St. Lydia’s is about five years old, and after initially meeting once a week at another church (Trinity Lower East Side), for the last three years we’ve been renting space at the Brooklyn Zen Center. We’ve continued to grow, expanding to two services a week, and sprouting a bible study, contemplative prayer group, movie club, and theology circle. Since we rent by the night, adding services adds cost, and there’s very limited availability for time slots. And we’ve been constrained by not being able to use the space for small groups and special events. So now it’s time to take a major step; a huge leap really. After much searching in the crazy New York City real estate market, we’ve found a storefront just three blocks from our old location — still in Gowanus, an emerging vibrant neighborhood in the heart of Brooklyn filled with long-time Italian residents, young artists, new families and the remains of its former industrial base around the canal, wedged between three other strong neighborhoods, Park Slope, Carroll Gardens and Cobble Hill, and adjacent to a large housing project. We put down a deposit and locked in a long-term lease, and we’ve started renovations. We’ll move in to the semi-finished space in just three short weeks!

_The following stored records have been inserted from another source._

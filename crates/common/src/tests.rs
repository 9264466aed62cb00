use super::*;
use std::io;

#[test]
fn config_defaults_are_sane() {
    let cfg = Config::default();
    assert_eq!(cfg.page_size, 4096);
    assert_eq!(cfg.buffer_pool_pages, 100);
}

#[test]
fn config_builder_overrides_defaults() {
    let cfg = Config::builder().buffer_pool_pages(3).build();
    assert_eq!(cfg.buffer_pool_pages, 3);
    assert_eq!(cfg.page_size, 4096);
}

#[test]
fn db_error_formats_cleanly() {
    let err = DbError::Storage("corruption".into());
    assert!(format!("{err}").contains("storage"));
}

#[test]
fn catalog_error_formats_cleanly() {
    let err = DbError::Catalog("unknown table 'x'".into());
    assert!(format!("{err}").contains("catalog"));
}

#[test]
fn io_error_converts() {
    let e = io::Error::other("oops");
    let db_err: DbError = e.into();
    assert!(matches!(db_err, DbError::Io(_)));
}

#[test]
fn rid_equality_is_structural() {
    assert_eq!(Rid::new(1, 2), Rid::new(1, 2));
    assert_ne!(Rid::new(1, 2), Rid::new(1, 3));
}

#[test]
fn row_wraps_values() {
    let row = Row::new(vec![Value::Int(1), Value::Bool(true)]);
    assert_eq!(row.values().len(), 2);
}
//! Trailing-edge debouncer driven by explicit timestamps

use std::time::{Duration, Instant};

#[derive(Debug)]
struct Pending<T> {
    value: T,
    deadline: Instant,
}

/// Collapses bursts of triggers into a single firing with the latest value.
///
/// Every `trigger` replaces the pending value and restarts the quiet window.
/// The caller drives it with `poll`, so nothing here owns a timer.
#[derive(Debug)]
pub struct Debouncer<T> {
    quiet: Duration,
    pending: Option<Pending<T>>,
}

impl<T> Debouncer<T> {
    pub fn new(quiet: Duration) -> Self {
        Self {
            quiet,
            pending: None,
        }
    }

    pub fn quiet_interval(&self) -> Duration {
        self.quiet
    }

    pub fn trigger(&mut self, value: T, now: Instant) {
        self.pending = Some(Pending {
            value,
            deadline: now + self.quiet,
        });
    }

    /// Drop the pending value, if any
    pub fn cancel(&mut self) -> Option<T> {
        self.pending.take().map(|pending| pending.value)
    }

    pub fn is_pending(&self) -> bool {
        self.pending.is_some()
    }

    /// Return the pending value once the quiet window has elapsed
    pub fn poll(&mut self, now: Instant) -> Option<T> {
        match &self.pending {
            Some(pending) if now >= pending.deadline => self.cancel(),
            _ => None,
        }
    }

    /// Time left before the pending value fires
    pub fn time_until_fire(&self, now: Instant) -> Option<Duration> {
        self.pending
            .as_ref()
            .map(|pending| pending.deadline.saturating_duration_since(now))
    }
}
//! Alchemy JSON-RPC client (token API + ENS over `eth_call`)

use std::fmt::Debug;

use alloy::providers::Provider;
use alloy_primitives::{Address, Bytes};
use anyhow::{Context, Result};
use serde::de::DeserializeOwned;
use serde::{Deserialize, Serialize};
use tracing::{debug, warn};

use crate::config::ApiEndpoint;
use crate::domain::{parse_raw_balance, TokenBalanceEntry, TokenMetadata};
use crate::infrastructure::indexer::ens::{self, EthCall};
use crate::infrastructure::indexer::IndexingApi;
use crate::infrastructure::rpc::{self, HttpFillProvider};

/// `alchemy_getTokenBalances` result
#[derive(Debug, Deserialize)]
#[serde(rename_all = "camelCase")]
pub(crate) struct TokenBalancesResponse {
    #[serde(default)]
    token_balances: Vec<RawTokenBalance>,
    #[serde(default)]
    page_key: Option<String>,
}

#[derive(Debug, Deserialize)]
#[serde(rename_all = "camelCase")]
struct RawTokenBalance {
    contract_address: String,
    #[serde(default)]
    token_balance: Option<String>,
    #[serde(default)]
    error: Option<serde_json::Value>,
}

/// `alchemy_getTokenMetadata` result
#[derive(Debug, Deserialize)]
pub(crate) struct TokenMetadataResponse {
    #[serde(default)]
    name: Option<String>,
    #[serde(default)]
    symbol: Option<String>,
    #[serde(default)]
    decimals: Option<u64>,
    #[serde(default)]
    logo: Option<String>,
}

#[derive(Debug, Clone, Serialize)]
struct CallRequest {
    to: Address,
    data: Bytes,
}

/// Token indexing client for Alchemy's enhanced JSON-RPC endpoint
pub struct AlchemyClient {
    provider: HttpFillProvider,
    endpoint: ApiEndpoint,
}

impl AlchemyClient {
    pub fn new(endpoint: ApiEndpoint) -> Result<Self> {
        let provider = rpc::connect_http(&endpoint.url)
            .with_context(|| format!("Invalid indexing API URL for {}", endpoint.display))?;
        Ok(Self::with_provider(provider, endpoint))
    }

    /// Client over an already built provider
    pub fn with_provider(provider: HttpFillProvider, endpoint: ApiEndpoint) -> Self {
        Self { provider, endpoint }
    }

    async fn request<P, R>(&self, method: &'static str, params: P) -> Result<R>
    where
        P: Serialize + Clone + Debug + Send + Sync + Unpin,
        R: DeserializeOwned + Debug + Send + Sync + Unpin + 'static,
    {
        debug!(method, endpoint = %self.endpoint.display, "rpc request");
        self.provider
            .raw_request(method.into(), params)
            .await
            .with_context(|| format!("{} request failed", method))
    }
}

#[async_trait::async_trait]
impl EthCall for AlchemyClient {
    async fn call(&self, to: Address, data: Vec<u8>) -> Result<Bytes> {
        let call = CallRequest {
            to,
            data: data.into(),
        };
        self.request("eth_call", (call, "latest")).await
    }
}

#[async_trait::async_trait]
impl IndexingApi for AlchemyClient {
    async fn resolve_name(&self, name: &str) -> Result<Option<Address>> {
        ens::resolve_name(self, name).await
    }

    async fn get_token_balances(&self, owner: Address) -> Result<Vec<TokenBalanceEntry>> {
        let response: TokenBalancesResponse = self
            .request("alchemy_getTokenBalances", (owner, "erc20"))
            .await?;
        decode_token_balances(response)
    }

    async fn get_token_metadata(&self, contract: Address) -> Result<TokenMetadata> {
        let response: TokenMetadataResponse = self
            .request("alchemy_getTokenMetadata", (contract,))
            .await?;
        decode_token_metadata(response)
            .with_context(|| format!("Bad metadata for {}", contract.to_checksum(None)))
    }

    fn endpoint_name(&self) -> String {
        self.endpoint.display.clone()
    }
}

pub(crate) fn decode_token_balances(
    response: TokenBalancesResponse,
) -> Result<Vec<TokenBalanceEntry>> {
    if response.page_key.is_some() {
        warn!("token balance list truncated to the first page");
    }

    response
        .token_balances
        .into_iter()
        .map(|raw| {
            let contract: Address = raw
                .contract_address
                .parse()
                .with_context(|| format!("Invalid contract address: {}", raw.contract_address))?;
            let raw_balance = match (&raw.token_balance, &raw.error) {
                (Some(value), _) => parse_raw_balance(value)?,
                (None, err) => {
                    if let Some(err) = err {
                        warn!(contract = %contract, error = %err, "balance unavailable, showing zero");
                    }
                    Default::default()
                }
            };
            Ok(TokenBalanceEntry {
                contract,
                raw_balance,
            })
        })
        .collect()
}

pub(crate) fn decode_token_metadata(response: TokenMetadataResponse) -> Result<TokenMetadata> {
    let decimals = response
        .decimals
        .map(|d| u8::try_from(d).with_context(|| format!("decimals out of range: {}", d)))
        .transpose()?;
    Ok(TokenMetadata {
        symbol: response.symbol,
        name: response.name,
        decimals,
        logo: response.logo,
    })
}
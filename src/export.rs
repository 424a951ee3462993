//! Export of a finished lookup for the one-shot `--query` mode
//!
//! Writes the token rows as an aligned table, JSON or CSV.

use std::io::Write;

use clap::ValueEnum;
use serde::Serialize;

use crate::domain::{DisplayRow, LookupOutcome};

#[derive(Debug, Clone, Copy, PartialEq, Eq, Default, ValueEnum)]
pub enum OutputFormat {
    #[default]
    Table,
    Json,
    Csv,
}

#[derive(Serialize)]
struct ExportableOutcome<'a> {
    query: &'a str,
    address: String,
    resolved_from: Option<&'a str>,
    fetched_at: String,
    tokens: &'a [DisplayRow],
}

impl<'a> From<&'a LookupOutcome> for ExportableOutcome<'a> {
    fn from(outcome: &'a LookupOutcome) -> Self {
        Self {
            query: &outcome.query,
            address: outcome.address.to_checksum(None),
            resolved_from: outcome.resolved_from.as_deref(),
            fetched_at: outcome.fetched_at.to_rfc3339(),
            tokens: &outcome.rows,
        }
    }
}

/// Write the outcome in the requested format, returning the number of rows written
pub fn write_outcome<W: Write>(
    out: W,
    outcome: &LookupOutcome,
    format: OutputFormat,
) -> Result<usize, Box<dyn std::error::Error>> {
    match format {
        OutputFormat::Table => write_table(out, outcome),
        OutputFormat::Json => write_json(out, outcome),
        OutputFormat::Csv => write_csv(out, &outcome.rows),
    }
}

pub fn write_json<W: Write>(
    mut out: W,
    outcome: &LookupOutcome,
) -> Result<usize, Box<dyn std::error::Error>> {
    let json = serde_json::to_string_pretty(&ExportableOutcome::from(outcome))?;
    out.write_all(json.as_bytes())?;
    out.write_all(b"\n")?;
    Ok(outcome.rows.len())
}

pub fn write_csv<W: Write>(out: W, rows: &[DisplayRow]) -> Result<usize, Box<dyn std::error::Error>> {
    let mut wtr = csv::Writer::from_writer(out);

    wtr.write_record([
        "contract",
        "symbol",
        "name",
        "decimals",
        "raw_balance",
        "balance",
        "logo",
    ])?;

    for row in rows {
        wtr.write_record([
            row.contract.clone(),
            row.symbol.clone(),
            row.name.clone().unwrap_or_default(),
            row.decimals.to_string(),
            row.raw_balance.clone(),
            row.balance.clone(),
            row.logo.clone().unwrap_or_default(),
        ])?;
    }

    wtr.flush()?;
    Ok(rows.len())
}

pub fn write_table<W: Write>(
    mut out: W,
    outcome: &LookupOutcome,
) -> Result<usize, Box<dyn std::error::Error>> {
    let target = match &outcome.resolved_from {
        Some(name) => format!("{} -> {}", name, outcome.address.to_checksum(None)),
        None => outcome.address.to_checksum(None),
    };
    writeln!(out, "{}", target)?;

    if outcome.rows.is_empty() {
        writeln!(out, "No ERC-20 balances")?;
        return Ok(0);
    }

    let symbol_width = column_width("SYMBOL", outcome.rows.iter().map(|row| row.symbol.as_str()));
    let balance_width = column_width("BALANCE", outcome.rows.iter().map(|row| row.balance.as_str()));

    writeln!(
        out,
        "{:<sw$}  {:>bw$}  {:<42}  NAME",
        "SYMBOL",
        "BALANCE",
        "CONTRACT",
        sw = symbol_width,
        bw = balance_width
    )?;
    for row in &outcome.rows {
        writeln!(
            out,
            "{:<sw$}  {:>bw$}  {:<42}  {}",
            row.symbol,
            row.balance,
            row.contract,
            row.name.as_deref().unwrap_or("--"),
            sw = symbol_width,
            bw = balance_width
        )?;
    }

    Ok(outcome.rows.len())
}

fn column_width<'a>(header: &str, values: impl Iterator<Item = &'a str>) -> usize {
    values
        .map(|value| value.chars().count())
        .chain(std::iter::once(header.len()))
        .max()
        .unwrap_or(0)
}
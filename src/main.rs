use std::io;
use std::sync::Arc;
use std::time::{Duration, Instant};

use anyhow::{Context, Result};
use clap::Parser;
use crossterm::event::{self, Event, KeyCode, KeyEvent, KeyEventKind, KeyModifiers};
use crossterm::execute;
use crossterm::terminal::{
    disable_raw_mode, enable_raw_mode, EnterAlternateScreen, LeaveAlternateScreen,
};
use ratatui::backend::CrosstermBackend;
use ratatui::Terminal;
use tracing::{error, info, warn};
use tracing_appender::non_blocking::WorkerGuard;
use tracing_subscriber::EnvFilter;

use erc20_indexer::app::{App, StatusLevel, WalletRequest};
use erc20_indexer::config::{self, Overrides, Settings, API_KEY_ENV};
use erc20_indexer::export::{self, OutputFormat};
use erc20_indexer::infrastructure::{
    AlchemyClient, BalanceLookup, IndexingApi, LookupOptions, NoWalletConnector,
    RpcWalletConnector, RuntimeBridge, RuntimeCommand, RuntimeEvent, WalletConnector,
    WalletSession,
};
use erc20_indexer::ui;

#[derive(Debug, Parser)]
#[command(
    name = "erc20-indexer",
    version,
    about = "Look up the ERC-20 token balances of an address or ENS name"
)]
struct Args {
    /// Run a single lookup, print the result and exit
    #[arg(long, short)]
    query: Option<String>,

    /// Output format for --query
    #[arg(long, value_enum, default_value_t = OutputFormat::Table)]
    format: OutputFormat,

    /// Alchemy network (eth-mainnet, eth-sepolia, polygon-mainnet, ...)
    #[arg(long)]
    network: Option<String>,

    /// Full indexing API URL, overrides network and API key
    #[arg(long)]
    rpc_url: Option<String>,

    /// Wallet JSON-RPC endpoint used for account authorization
    #[arg(long)]
    wallet_rpc: Option<String>,

    /// Quiet period before a typed query is looked up
    #[arg(long)]
    debounce_ms: Option<u64>,

    /// Per-request timeout in seconds
    #[arg(long)]
    timeout: Option<u64>,

    /// Hide tokens with a zero balance
    #[arg(long)]
    hide_zero: bool,
}

impl Args {
    fn overrides(&self) -> Overrides {
        Overrides {
            network: self.network.clone(),
            rpc_url: self.rpc_url.clone(),
            wallet_rpc: self.wallet_rpc.clone(),
            debounce_ms: self.debounce_ms,
            request_timeout_secs: self.timeout,
            hide_zero_balances: self.hide_zero,
        }
    }
}

fn main() -> Result<()> {
    let args = Args::parse();
    let _log_guard = init_logging();

    let settings = Settings::resolve(
        config::load(),
        args.overrides(),
        std::env::var(API_KEY_ENV).ok(),
    )?;
    info!(
        network = %settings.network,
        endpoint = %settings.endpoint.display,
        debounce_ms = settings.debounce.as_millis() as u64,
        "starting"
    );

    let api: Arc<dyn IndexingApi> = Arc::new(AlchemyClient::new(settings.endpoint.clone())?);
    let options = LookupOptions {
        request_timeout: settings.request_timeout,
        hide_zero_balances: settings.hide_zero_balances,
    };

    if let Some(query) = args.query.as_deref() {
        return run_once(api, options, query, args.format);
    }

    let (connector, wallet_warning) = wallet_connector(settings.wallet_rpc.as_deref());
    let wallet = WalletSession::new(connector);
    let wallet_label = wallet.describe();

    let mut stdout = io::stdout();
    enable_raw_mode()?;
    execute!(stdout, EnterAlternateScreen)?;

    let backend = CrosstermBackend::new(stdout);
    let mut terminal = Terminal::new(backend)?;

    let res = RuntimeBridge::new(api, options, wallet).and_then(|runtime| {
        let mut app = App::new(settings.debounce);
        app.network = settings.network.to_string();
        app.endpoint = settings.endpoint.display.clone();
        app.wallet.endpoint = wallet_label;
        if let Some(warning) = wallet_warning {
            app.set_status(warning, StatusLevel::Warn);
        }
        run_app(&mut terminal, app, runtime)
    });

    disable_raw_mode()?;
    execute!(terminal.backend_mut(), LeaveAlternateScreen)?;
    terminal.show_cursor()?;

    if let Err(err) = res {
        error!("{:#}", err);
        eprintln!("{err:?}");
    }

    Ok(())
}

/// Log to a file so the TUI owns the terminal
fn init_logging() -> Option<WorkerGuard> {
    let dir = config::log_dir();
    if let Err(err) = std::fs::create_dir_all(&dir) {
        eprintln!("Logging disabled: cannot create {}: {err}", dir.display());
        return None;
    }

    let file_appender = tracing_appender::rolling::never(&dir, "erc20-indexer.log");
    let (non_blocking, guard) = tracing_appender::non_blocking(file_appender);
    let filter = EnvFilter::try_from_default_env().unwrap_or_else(|_| EnvFilter::new("info"));
    tracing_subscriber::fmt()
        .with_env_filter(filter)
        .with_writer(non_blocking)
        .with_ansi(false)
        .init();
    Some(guard)
}

fn wallet_connector(wallet_rpc: Option<&str>) -> (Box<dyn WalletConnector>, Option<String>) {
    let Some(url) = wallet_rpc else {
        return (Box::new(NoWalletConnector), None);
    };
    match RpcWalletConnector::new(url) {
        Ok(connector) => (Box::new(connector), None),
        Err(err) => {
            warn!("wallet endpoint rejected: {:#}", err);
            (
                Box::new(NoWalletConnector),
                Some(format!("Wallet disabled: {err}")),
            )
        }
    }
}

fn run_once(
    api: Arc<dyn IndexingApi>,
    options: LookupOptions,
    query: &str,
    format: OutputFormat,
) -> Result<()> {
    let rt = tokio::runtime::Runtime::new().context("Failed to create Tokio runtime")?;
    let lookup = BalanceLookup::new(api, options);
    let outcome = rt.block_on(lookup.resolve(query))?;

    let stdout = io::stdout();
    export::write_outcome(stdout.lock(), &outcome, format)
        .map_err(|err| anyhow::anyhow!("Failed to write output: {err}"))?;
    Ok(())
}

fn run_app<B: ratatui::backend::Backend>(
    terminal: &mut Terminal<B>,
    mut app: App,
    runtime: RuntimeBridge,
) -> Result<()> {
    let tick_rate = Duration::from_millis(120);
    let mut last_tick = Instant::now();

    loop {
        pump_background(&mut app, &runtime);
        terminal.draw(|f| ui::draw(f, &app))?;
        if app.should_quit {
            let _ = runtime.send(RuntimeCommand::Shutdown);
            return Ok(());
        }

        let now = Instant::now();
        let mut timeout = tick_rate
            .checked_sub(last_tick.elapsed())
            .unwrap_or_else(|| Duration::from_secs(0));
        if let Some(wake) = app.next_wakeup(now) {
            timeout = timeout.min(wake);
        }

        if event::poll(timeout)? {
            if let Event::Key(key) = event::read()? {
                handle_key(&mut app, key);
            }
        }

        app.poll_debounce(Instant::now());

        if last_tick.elapsed() >= tick_rate {
            app.on_tick();
            last_tick = Instant::now();
        }
    }
}

fn pump_background(app: &mut App, runtime: &RuntimeBridge) {
    for event in runtime.poll_events() {
        match event {
            RuntimeEvent::LookupFinished { request, result } => {
                app.apply_lookup_result(request, result);
            }
            RuntimeEvent::WalletConnected { accounts } => app.apply_wallet_connected(accounts),
            RuntimeEvent::WalletDisconnected => app.apply_wallet_disconnected(),
            RuntimeEvent::WalletFailed { error } => app.apply_wallet_failed(error),
        }
    }

    for lookup in app.take_lookup_requests() {
        let cmd = RuntimeCommand::Lookup {
            request: lookup.request,
            query: lookup.query,
        };
        if let Err(err) = runtime.send(cmd) {
            app.apply_worker_error(err.to_string());
        }
    }

    if let Some(request) = app.take_wallet_request() {
        let cmd = match request {
            WalletRequest::Connect => RuntimeCommand::ConnectWallet,
            WalletRequest::Disconnect => RuntimeCommand::DisconnectWallet,
        };
        if let Err(err) = runtime.send(cmd) {
            app.apply_worker_error(err.to_string());
        }
    }
}

fn handle_key(app: &mut App, key: KeyEvent) {
    if key.kind != KeyEventKind::Press {
        return;
    }

    if app.help_open {
        if matches!(key.code, KeyCode::F(1) | KeyCode::Char('?') | KeyCode::Esc) {
            app.help_open = false;
        }
        return;
    }

    let now = Instant::now();
    if key.modifiers.contains(KeyModifiers::CONTROL) {
        match key.code {
            KeyCode::Char('c') => app.should_quit = true,
            KeyCode::Char('w') => app.toggle_wallet(),
            KeyCode::Char('u') => app.clear_input(now),
            _ => {}
        }
        return;
    }

    match key.code {
        KeyCode::Esc => app.should_quit = true,
        KeyCode::F(1) | KeyCode::Char('?') => app.help_open = true,
        KeyCode::Enter => {
            app.submit();
        }
        KeyCode::Backspace => app.pop_char(now),
        KeyCode::Up => app.move_selection_up(),
        KeyCode::Down => app.move_selection_down(),
        KeyCode::Char(c) => app.push_char(c, now),
        _ => {}
    }
}
//! Test doubles for the indexing API and the wallet

#![allow(dead_code)]

use std::collections::{HashMap, HashSet};
use std::sync::atomic::{AtomicBool, AtomicUsize, Ordering};
use std::sync::{Arc, Mutex};
use std::time::Duration;

use alloy_primitives::{Address, U256};
use anyhow::{anyhow, Result};

use erc20_indexer::domain::{LookupError, TokenBalanceEntry, TokenMetadata};
use erc20_indexer::infrastructure::{IndexingApi, WalletConnector};

pub fn addr(byte: u8) -> Address {
    Address::repeat_byte(byte)
}

pub fn balance(contract: Address, raw: u64) -> TokenBalanceEntry {
    TokenBalanceEntry {
        contract,
        raw_balance: U256::from(raw),
    }
}

pub fn meta(symbol: &str, decimals: u8) -> TokenMetadata {
    TokenMetadata {
        symbol: Some(symbol.to_string()),
        name: Some(format!("{} Token", symbol)),
        decimals: Some(decimals),
        logo: None,
    }
}

/// In-memory indexing API with call counters, per-call delays and failures
#[derive(Default)]
pub struct MockIndexer {
    pub names: HashMap<String, Address>,
    pub balances: HashMap<Address, Vec<TokenBalanceEntry>>,
    pub metadata: HashMap<Address, TokenMetadata>,
    pub metadata_delays: HashMap<Address, Duration>,
    pub failing_metadata: HashSet<Address>,
    pub balance_delay: Option<Duration>,
    pub fail_balances: bool,
    pub resolve_calls: AtomicUsize,
    pub balance_calls: AtomicUsize,
    pub metadata_calls: AtomicUsize,
    /// Metadata contracts in completion order
    pub completed_metadata: Mutex<Vec<Address>>,
}

impl MockIndexer {
    pub fn new() -> Self {
        Self::default()
    }

    pub fn with_name(mut self, name: &str, address: Address) -> Self {
        self.names.insert(name.to_string(), address);
        self
    }

    pub fn with_balances(mut self, owner: Address, entries: Vec<TokenBalanceEntry>) -> Self {
        self.balances.insert(owner, entries);
        self
    }

    pub fn with_token(mut self, contract: Address, metadata: TokenMetadata) -> Self {
        self.metadata.insert(contract, metadata);
        self
    }

    pub fn with_metadata_delay(mut self, contract: Address, delay: Duration) -> Self {
        self.metadata_delays.insert(contract, delay);
        self
    }

    pub fn with_failing_metadata(mut self, contract: Address) -> Self {
        self.failing_metadata.insert(contract);
        self
    }

    pub fn with_balance_delay(mut self, delay: Duration) -> Self {
        self.balance_delay = Some(delay);
        self
    }

    pub fn failing_balances(mut self) -> Self {
        self.fail_balances = true;
        self
    }

    pub fn total_calls(&self) -> usize {
        self.resolve_calls.load(Ordering::SeqCst)
            + self.balance_calls.load(Ordering::SeqCst)
            + self.metadata_calls.load(Ordering::SeqCst)
    }
}

#[async_trait::async_trait]
impl IndexingApi for MockIndexer {
    async fn resolve_name(&self, name: &str) -> Result<Option<Address>> {
        self.resolve_calls.fetch_add(1, Ordering::SeqCst);
        Ok(self.names.get(name).copied())
    }

    async fn get_token_balances(&self, owner: Address) -> Result<Vec<TokenBalanceEntry>> {
        self.balance_calls.fetch_add(1, Ordering::SeqCst);
        if let Some(delay) = self.balance_delay {
            tokio::time::sleep(delay).await;
        }
        if self.fail_balances {
            return Err(anyhow!("HTTP 503 Service Unavailable"));
        }
        Ok(self.balances.get(&owner).cloned().unwrap_or_default())
    }

    async fn get_token_metadata(&self, contract: Address) -> Result<TokenMetadata> {
        self.metadata_calls.fetch_add(1, Ordering::SeqCst);
        if let Some(delay) = self.metadata_delays.get(&contract) {
            tokio::time::sleep(*delay).await;
        }
        if self.failing_metadata.contains(&contract) {
            return Err(anyhow!("metadata unavailable for {}", contract));
        }
        if let Ok(mut done) = self.completed_metadata.lock() {
            done.push(contract);
        }
        Ok(self.metadata.get(&contract).cloned().unwrap_or_default())
    }

    fn endpoint_name(&self) -> String {
        "mock".to_string()
    }
}

/// Counters shared between a [`MockWallet`] and the test
#[derive(Default)]
pub struct WalletProbe {
    pub active: AtomicBool,
    pub activations: AtomicUsize,
    pub deactivations: AtomicUsize,
}

/// Wallet that grants or refuses access on demand
pub struct MockWallet {
    pub response: Result<Vec<Address>, LookupError>,
    pub probe: Arc<WalletProbe>,
}

impl MockWallet {
    pub fn granting(accounts: Vec<Address>) -> Self {
        Self {
            response: Ok(accounts),
            probe: Arc::default(),
        }
    }

    pub fn refusing() -> Self {
        Self {
            response: Err(LookupError::WalletUnavailable(
                "request rejected in wallet".to_string(),
            )),
            probe: Arc::default(),
        }
    }

    pub fn probe(&self) -> Arc<WalletProbe> {
        Arc::clone(&self.probe)
    }
}

#[async_trait::async_trait]
impl WalletConnector for MockWallet {
    async fn activate(&self) -> Result<Vec<Address>, LookupError> {
        self.probe.activations.fetch_add(1, Ordering::SeqCst);
        let response = self.response.clone();
        self.probe.active.store(response.is_ok(), Ordering::SeqCst);
        response
    }

    async fn deactivate(&self) {
        self.probe.deactivations.fetch_add(1, Ordering::SeqCst);
        self.probe.active.store(false, Ordering::SeqCst);
    }

    fn is_active(&self) -> bool {
        self.probe.active.load(Ordering::SeqCst)
    }

    fn describe(&self) -> String {
        "mock-wallet".to_string()
    }
}
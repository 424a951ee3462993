//! Shared alloy HTTP provider setup

use alloy::network::Ethereum;
use alloy::providers::{
    fillers::{BlobGasFiller, ChainIdFiller, FillProvider, GasFiller, JoinFill, NonceFiller},
    Identity, ProviderBuilder, RootProvider,
};
use alloy::transports::TransportError;
use anyhow::{Context, Result};

pub type HttpFillProvider = FillProvider<
    JoinFill<
        Identity,
        JoinFill<GasFiller, JoinFill<BlobGasFiller, JoinFill<NonceFiller, ChainIdFiller>>>,
    >,
    RootProvider,
    Ethereum,
>;

/// JSON-RPC "method not found"
pub const METHOD_NOT_FOUND: i64 = -32601;

pub fn connect_http(url: &str) -> Result<HttpFillProvider> {
    let rpc_url = url.parse().context("Invalid RPC URL")?;
    Ok(ProviderBuilder::new().connect_http(rpc_url))
}

/// JSON-RPC error code carried by a failed request, if the server sent one
pub fn error_code(err: &TransportError) -> Option<i64> {
    err.as_error_resp().map(|payload| payload.code)
}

An interior sketch of our new space set up for Dinner Church. Architect, Sheryl Jordan.

With our own space, we will have the opportunity to become part of our wider community. A visible storefront with a sign means the curious will see us as they walk past. Some of the small groups will move in-house and feel more connected with church. (The theology club may want to continue meeting in a bar. You know how those theologians are.) And during the day, we are going to transform into a co-working space for some of the thousands of New York freelancers who cannot work at home, or who prefer working side by side with others. On some evenings, we may host concerts or events by local organizations. And of course, we can add additional dinner church services without additional rental costs, allowing our community to grow and serve different communities (such as families who find the current 7 p.m. start time impossible.) My hope and expectation is that all of these things will feed each other and turn St. Lydia’s into a hub of the broader community, serving it and bringing it together.

Pastor Emily Scott explains the theological and social justice aspects of her vision better than I could, so I encourage you to read her recent article “We’ve Seen Megachurch. But How About Micro-Church?“:

I believe that every time a congregation sits down with someone from whom they would otherwise be divided, justice is made. The conversation between the recently homeless man and the recent college graduate. She may have passed him on a street corner earlier today, but tonight they are talking over a bowl of stir fry. Later, they will do the dishes together. And after that they may change their corner of the world for the better.

In order to fulfill this vision, working with an architect we’ve done some very cool things. The large oval tables for dinner church, break and transform into multiple workstations for co-working. The entry area has been transformed to create a sense of transition from everyday space to sacred space. Throughout, the feeling is comfortable and homey without being cutesy. Functional without being utilitarian. From its start with a handful of people in an apartment kitchen to multiple services of dozens each in this new space, in the midst of this bustling, busy and often impersonal city, St. Lydia’s is home. We are community; we are people of God, sharing with each other and supporting one another, and more than anything, just being family.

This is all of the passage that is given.